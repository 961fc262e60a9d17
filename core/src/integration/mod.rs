//! End-to-end tests across the save, cheat and device services
//!
//! Each test plays the part of a whole process: services are built from
//! scratch over a temp directory, dropped, and built again to simulate a
//! restart.

#[cfg(test)]
mod restart_tests;
#[cfg(test)]
mod session_tests;

#[cfg(test)]
pub(crate) mod test_utils {
    use std::path::Path;
    use std::sync::Arc;
    use std::time::Duration;

    use crate::cheat::CheatEngine;
    use crate::config::Config;
    use crate::device::DeviceRegistry;
    use crate::device::audio::Platform;
    use crate::device::backend::PadTable;
    use crate::runtime::RenderLoop;
    use crate::save::SaveCoordinator;
    use crate::test_utils::ScriptedShell;

    /// Config whose save and cheat directories live under `root`
    pub fn config_in(root: &Path) -> Config {
        let mut config = Config::default();
        config.saves.dir = Some(root.join("saves"));
        config.cheats.dir = Some(root.join("cheats"));
        config
    }

    /// A full session as the launcher would build it, with fast workers
    pub fn session(root: &Path, pads: &PadTable) -> RenderLoop {
        let config = config_in(root);
        let fast = Duration::from_millis(10);
        let saves = SaveCoordinator::new(&config.saves).with_autosave_timing(fast, fast);
        let cheats = CheatEngine::new(&config.cheats).with_monitor_timing(fast, fast);
        let devices = DeviceRegistry::new(
            &config.devices,
            Arc::new(pads.clone()),
            Arc::new(ScriptedShell::new()),
            Platform::Other,
        )
        .with_monitor_timing(fast, fast);
        RenderLoop::new(config, saves, cheats, devices)
    }
}
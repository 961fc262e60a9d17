//! Retroplay launcher
//!
//! `retroplay game.nes` opens a window and plays. `retroplay saves list
//! game.nes` and friends inspect a title's files and exit.

use anyhow::Result;
use clap::Parser;
use retroplay_launcher::cli::{Cli, Command};
use retroplay_launcher::launch;

fn main() -> Result<()> {
    // Initialize logging
    tracing_subscriber::fmt()
        .with_env_filter(
            tracing_subscriber::EnvFilter::try_from_default_env()
                .unwrap_or_else(|_| tracing_subscriber::EnvFilter::new("info")),
        )
        .init();

    let cli = Cli::parse();
    let config = launch::load_config(&cli);
    let mut stdout = std::io::stdout().lock();

    match &cli.command {
        Some(Command::Saves { action }) => launch::saves(&config, action, &mut stdout),
        Some(Command::Cheats { action }) => launch::cheats(&config, action, &mut stdout),
        None => {
            tracing::info!("Launching Retroplay");
            launch::play(config, cli.rom.as_deref())
        }
    }
}
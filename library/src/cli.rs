//! Command line definition

use std::path::{Path, PathBuf};

use clap::{Parser, Subcommand};
use retroplay_shared::title::TitleId;

/// Retroplay retro-game session runtime
#[derive(Parser, Debug)]
#[command(name = "retroplay", version)]
#[command(about = "Play a ROM with saves, cheats and controller hotplug", long_about = None)]
pub struct Cli {
    /// ROM file to load; without one the window waits empty
    pub rom: Option<PathBuf>,

    /// Config file (defaults to the platform config directory)
    #[arg(long, value_name = "PATH")]
    pub config: Option<PathBuf>,

    /// Directory for save slots
    #[arg(long, value_name = "DIR")]
    pub saves_dir: Option<PathBuf>,

    /// Directory for cheat tables
    #[arg(long, value_name = "DIR")]
    pub cheats_dir: Option<PathBuf>,

    /// Window scale factor (1-6)
    #[arg(long, value_name = "N", value_parser = clap::value_parser!(u32).range(1..=6))]
    pub scale: Option<u32>,

    /// Keyboard only, skip controller support
    #[arg(long)]
    pub no_gamepad: bool,

    #[command(subcommand)]
    pub command: Option<Command>,
}

#[derive(Subcommand, Debug, PartialEq, Eq)]
pub enum Command {
    /// Inspect or delete save slots
    Saves {
        #[command(subcommand)]
        action: SavesAction,
    },
    /// Inspect cheat tables
    Cheats {
        #[command(subcommand)]
        action: CheatsAction,
    },
}

#[derive(Subcommand, Debug, PartialEq, Eq)]
pub enum SavesAction {
    /// Show every slot of a title
    List {
        /// ROM path or title id
        title: String,
    },
    /// Delete one slot
    Delete {
        /// ROM path or title id
        title: String,
        slot: u32,
    },
}

#[derive(Subcommand, Debug, PartialEq, Eq)]
pub enum CheatsAction {
    /// Show a title's cheat table
    List {
        /// ROM path or title id
        title: String,
    },
}

/// Resolve a subcommand's title argument.
///
/// An existing file is hashed like a loaded ROM; anything else is taken
/// as a title id.
pub fn resolve_title(arg: &str) -> TitleId {
    let path = Path::new(arg);
    if path.is_file() {
        TitleId::from_rom_path(path)
    } else {
        TitleId::new(arg)
    }
}
//! Software framebuffer renderer
//!
//! Draws the playfield into a 256x240 `0x00RRGGBB` buffer. Text lives in the
//! front-end; the framebuffer only carries coloured bars for the HUD.

use retroplay_shared::game_state::{GameState, SCREEN_HEIGHT, SCREEN_WIDTH};

use crate::hud::HudStatus;
use crate::runtime::rules::{BULLET_SIZE, ENEMY_SIZE, PLAYER_SIZE};

pub const WIDTH: usize = SCREEN_WIDTH as usize;
pub const HEIGHT: usize = SCREEN_HEIGHT as usize;

pub const BLACK: u32 = 0x000000;
pub const WHITE: u32 = 0xFFFFFF;
pub const GREEN: u32 = 0x00FF00;
pub const YELLOW: u32 = 0xFFFF00;
pub const CYAN: u32 = 0x00FFFF;
const GRID: u32 = 0x141414;
const ENEMY_COLORS: [u32; 3] = [0xFF0000, 0xFF8000, 0xFF00FF];

const GRID_CELL: usize = 32;
const BAR_HEIGHT: i32 = 4;

/// One frame of pixels
#[derive(Clone)]
pub struct Frame {
    pixels: Vec<u32>,
}

impl Default for Frame {
    fn default() -> Self {
        Self::new()
    }
}

impl Frame {
    pub fn new() -> Self {
        Self {
            pixels: vec![BLACK; WIDTH * HEIGHT],
        }
    }

    pub fn pixels(&self) -> &[u32] {
        &self.pixels
    }

    pub fn pixel(&self, x: usize, y: usize) -> Option<u32> {
        (x < WIDTH && y < HEIGHT).then(|| self.pixels[y * WIDTH + x])
    }

    pub fn clear(&mut self, color: u32) {
        self.pixels.fill(color);
    }

    /// Fill a rectangle, clipped to the screen
    pub fn fill_rect(&mut self, x: i32, y: i32, w: i32, h: i32, color: u32) {
        let x0 = x.clamp(0, SCREEN_WIDTH) as usize;
        let y0 = y.clamp(0, SCREEN_HEIGHT) as usize;
        let x1 = x.saturating_add(w).clamp(0, SCREEN_WIDTH) as usize;
        let y1 = y.saturating_add(h).clamp(0, SCREEN_HEIGHT) as usize;
        if x0 >= x1 {
            return;
        }
        for row in y0..y1 {
            self.pixels[row * WIDTH + x0..row * WIDTH + x1].fill(color);
        }
    }
}

/// Draw `state` and the HUD bars into `frame`.
pub fn draw(frame: &mut Frame, state: &GameState, hud: &HudStatus) {
    frame.clear(BLACK);

    for gx in (0..WIDTH).step_by(GRID_CELL) {
        for gy in (0..HEIGHT).step_by(GRID_CELL) {
            if (gx + gy) % (GRID_CELL * 2) == 0 {
                frame.fill_rect(gx as i32, gy as i32, GRID_CELL as i32, GRID_CELL as i32, GRID);
            }
        }
    }

    let player = if hud.paused { YELLOW } else { GREEN };
    frame.fill_rect(state.player_x, state.player_y, PLAYER_SIZE, PLAYER_SIZE, player);
    frame.fill_rect(
        state.player_x.saturating_add(5),
        state.player_y.saturating_add(5),
        10,
        10,
        WHITE,
    );

    for enemy in &state.enemies {
        let color = ENEMY_COLORS[enemy.kind as usize % ENEMY_COLORS.len()];
        frame.fill_rect(enemy.x, enemy.y, ENEMY_SIZE, ENEMY_SIZE, color);
    }

    for bullet in &state.bullets {
        frame.fill_rect(bullet.x, bullet.y, BULLET_SIZE, BULLET_SIZE, YELLOW);
    }

    draw_bars(frame, hud);
}

/// Lives along the top-left, cheats and pads along the bottom.
fn draw_bars(frame: &mut Frame, hud: &HudStatus) {
    for i in 0..hud.lives.min(10) as i32 {
        frame.fill_rect(2 + i * 6, 2, BAR_HEIGHT, BAR_HEIGHT, GREEN);
    }

    let bottom = SCREEN_HEIGHT - BAR_HEIGHT - 2;
    for i in 0..hud.cheats_enabled.min(20) as i32 {
        frame.fill_rect(2 + i * 6, bottom, BAR_HEIGHT, BAR_HEIGHT, YELLOW);
    }
    for i in 0..hud.controllers.min(8) as i32 {
        frame.fill_rect(SCREEN_WIDTH - 6 - i * 6, bottom, BAR_HEIGHT, BAR_HEIGHT, CYAN);
    }

    if hud.autosaved {
        frame.fill_rect(SCREEN_WIDTH - 6, 2, BAR_HEIGHT, BAR_HEIGHT, WHITE);
    }
}
//! Fixed timestep pacing

use std::time::{Duration, Instant};

use super::TickTiming;

/// Run as many fixed ticks as the time since the last frame allows.
///
/// Elapsed time is clamped to `timing.max_delta` so a stall never turns
/// into a burst of catch-up ticks. The first frame runs exactly one tick.
/// Returns the number of ticks executed.
pub fn execute_frame(
    timing: &TickTiming,
    accumulator: &mut Duration,
    last_update: &mut Option<Instant>,
    now: Instant,
    mut tick: impl FnMut(),
) -> u32 {
    let delta = match *last_update {
        Some(last) => now.saturating_duration_since(last).min(timing.max_delta),
        None => timing.tick,
    };
    *last_update = Some(now);
    *accumulator += delta;

    let mut ticks = 0u32;
    while *accumulator >= timing.tick {
        let tick_start = Instant::now();

        tick();

        *accumulator -= timing.tick;
        ticks += 1;

        let tick_time = tick_start.elapsed();
        if tick_time > timing.cpu_budget {
            tracing::warn!("Tick took {:?}, budget is {:?}", tick_time, timing.cpu_budget);
        }
    }

    ticks
}

/// Time left before the next tick is due
pub fn time_to_next_tick(timing: &TickTiming, accumulator: Duration) -> Duration {
    timing.tick.saturating_sub(accumulator)
}
//! minifb window front-end
//!
//! Presents the 256x240 framebuffer scaled up, shows the HUD text in the
//! window title and translates minifb keys into runtime keys.

use anyhow::{Context, Result};
use minifb::{Key as WinKey, KeyRepeat, Scale, Window, WindowOptions};
use retroplay_core::render::{Frame, HEIGHT, WIDTH};
use retroplay_core::{FrontendEvent, HudStatus, Key, KeyboardState};

pub struct DesktopFrontend {
    window: Window,
    title: String,
}

impl DesktopFrontend {
    pub fn new(scale: u32) -> Result<Self> {
        let title = HudStatus::default().to_string();
        let window = Window::new(
            &title,
            WIDTH,
            HEIGHT,
            WindowOptions {
                resize: false,
                scale: window_scale(scale),
                ..WindowOptions::default()
            },
        )
        .context("failed to create window")?;
        Ok(Self { window, title })
    }
}

impl retroplay_core::Frontend for DesktopFrontend {
    fn poll(&mut self, keys: &mut KeyboardState) -> Vec<FrontendEvent> {
        if !self.window.is_open() {
            return vec![FrontendEvent::Quit];
        }
        keys.replace(self.window.get_keys().into_iter().filter_map(map_key));
        self.window
            .get_keys_pressed(KeyRepeat::No)
            .into_iter()
            .filter_map(map_key)
            .map(FrontendEvent::KeyPressed)
            .collect()
    }

    fn present(&mut self, frame: &Frame, hud: &HudStatus) -> Result<()> {
        let title = hud.to_string();
        if title != self.title {
            self.window.set_title(&title);
            self.title = title;
        }
        self.window
            .update_with_buffer(frame.pixels(), WIDTH, HEIGHT)
            .context("failed to update window")
    }
}

/// Nearest supported minifb scale at or below `scale`
fn window_scale(scale: u32) -> Scale {
    match scale {
        0 | 1 => Scale::X1,
        2 | 3 => Scale::X2,
        4..=7 => Scale::X4,
        _ => Scale::X8,
    }
}

/// minifb key to runtime key. Keys the runtime has no name for are dropped.
pub fn map_key(key: WinKey) -> Option<Key> {
    let key = match key {
        WinKey::A => Key::A,
        WinKey::B => Key::B,
        WinKey::C => Key::C,
        WinKey::D => Key::D,
        WinKey::E => Key::E,
        WinKey::F => Key::F,
        WinKey::G => Key::G,
        WinKey::H => Key::H,
        WinKey::I => Key::I,
        WinKey::J => Key::J,
        WinKey::K => Key::K,
        WinKey::L => Key::L,
        WinKey::M => Key::M,
        WinKey::N => Key::N,
        WinKey::O => Key::O,
        WinKey::P => Key::P,
        WinKey::Q => Key::Q,
        WinKey::R => Key::R,
        WinKey::S => Key::S,
        WinKey::T => Key::T,
        WinKey::U => Key::U,
        WinKey::V => Key::V,
        WinKey::W => Key::W,
        WinKey::X => Key::X,
        WinKey::Y => Key::Y,
        WinKey::Z => Key::Z,
        WinKey::Key0 => Key::Key0,
        WinKey::Key1 => Key::Key1,
        WinKey::Key2 => Key::Key2,
        WinKey::Key3 => Key::Key3,
        WinKey::Key4 => Key::Key4,
        WinKey::Key5 => Key::Key5,
        WinKey::Key6 => Key::Key6,
        WinKey::Key7 => Key::Key7,
        WinKey::Key8 => Key::Key8,
        WinKey::Key9 => Key::Key9,
        WinKey::F1 => Key::F1,
        WinKey::F2 => Key::F2,
        WinKey::F3 => Key::F3,
        WinKey::F4 => Key::F4,
        WinKey::F5 => Key::F5,
        WinKey::F6 => Key::F6,
        WinKey::F7 => Key::F7,
        WinKey::F8 => Key::F8,
        WinKey::F9 => Key::F9,
        WinKey::F10 => Key::F10,
        WinKey::F11 => Key::F11,
        WinKey::F12 => Key::F12,
        WinKey::Up => Key::Up,
        WinKey::Down => Key::Down,
        WinKey::Left => Key::Left,
        WinKey::Right => Key::Right,
        WinKey::Space => Key::Space,
        WinKey::Enter => Key::Enter,
        WinKey::Escape => Key::Escape,
        WinKey::Tab => Key::Tab,
        WinKey::Backspace => Key::Backspace,
        WinKey::LeftShift => Key::LeftShift,
        WinKey::RightShift => Key::RightShift,
        WinKey::LeftCtrl => Key::LeftCtrl,
        WinKey::RightCtrl => Key::RightCtrl,
        WinKey::LeftAlt => Key::LeftAlt,
        WinKey::RightAlt => Key::RightAlt,
        _ => return None,
    };
    Some(key)
}

#[cfg(test)]
mod tests {
    use super::*;

    #[test]
    fn test_map_key() {
        assert_eq!(map_key(WinKey::F5), Some(Key::F5));
        assert_eq!(map_key(WinKey::Key3), Some(Key::Key3));
        assert_eq!(map_key(WinKey::LeftCtrl), Some(Key::LeftCtrl));
        assert_eq!(map_key(WinKey::NumPad5), None);
    }

    #[test]
    fn test_window_scale_rounds_down() {
        assert!(matches!(window_scale(1), Scale::X1));
        assert!(matches!(window_scale(3), Scale::X2));
        assert!(matches!(window_scale(4), Scale::X4));
        assert!(matches!(window_scale(8), Scale::X8));
    }
}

========================================

# What is expected:
What is asked for is an exact copy of the lines above from the one containing "impl Default for" through the one containing "frame.clear(BLACK);", and only those.

# Exercise result:
impl Default for Frame {
    fn default() -> Self {
        Self::new()
    }
}

impl Frame {
    pub fn new() -> Self {
        Self {
            pixels: vec![BLACK; WIDTH * HEIGHT],
        }
    }

    pub fn pixels(&self) -> &[u32] {
        &self.pixels
    }

    pub fn pixel(&self, x: usize, y: usize) -> Option<u32> {
        (x < WIDTH && y < HEIGHT).then(|| self.pixels[y * WIDTH + x])
    }

    pub fn clear(&mut self, color: u32) {
        self.pixels.fill(color);
    }

    /// Fill a rectangle, clipped to the screen
    pub fn fill_rect(&mut self, x: i32, y: i32, w: i32, h: i32, color: u32) {
        let x0 = x.clamp(0, SCREEN_WIDTH) as usize;
        let y0 = y.clamp(0, SCREEN_HEIGHT) as usize;
        let x1 = x.saturating_add(w).clamp(0, SCREEN_WIDTH) as usize;
        let y1 = y.saturating_add(h).clamp(0, SCREEN_HEIGHT) as usize;
        if x0 >= x1 {
            return;
        }
        for row in y0..y1 {
            self.pixels[row * WIDTH + x0..row * WIDTH + x1].fill(color);
        }
    }
}

/// Draw `state` and the HUD bars into `frame`.
pub fn draw(frame: &mut Frame, state: &GameState, hud: &HudStatus) {
    frame.clear(BLACK);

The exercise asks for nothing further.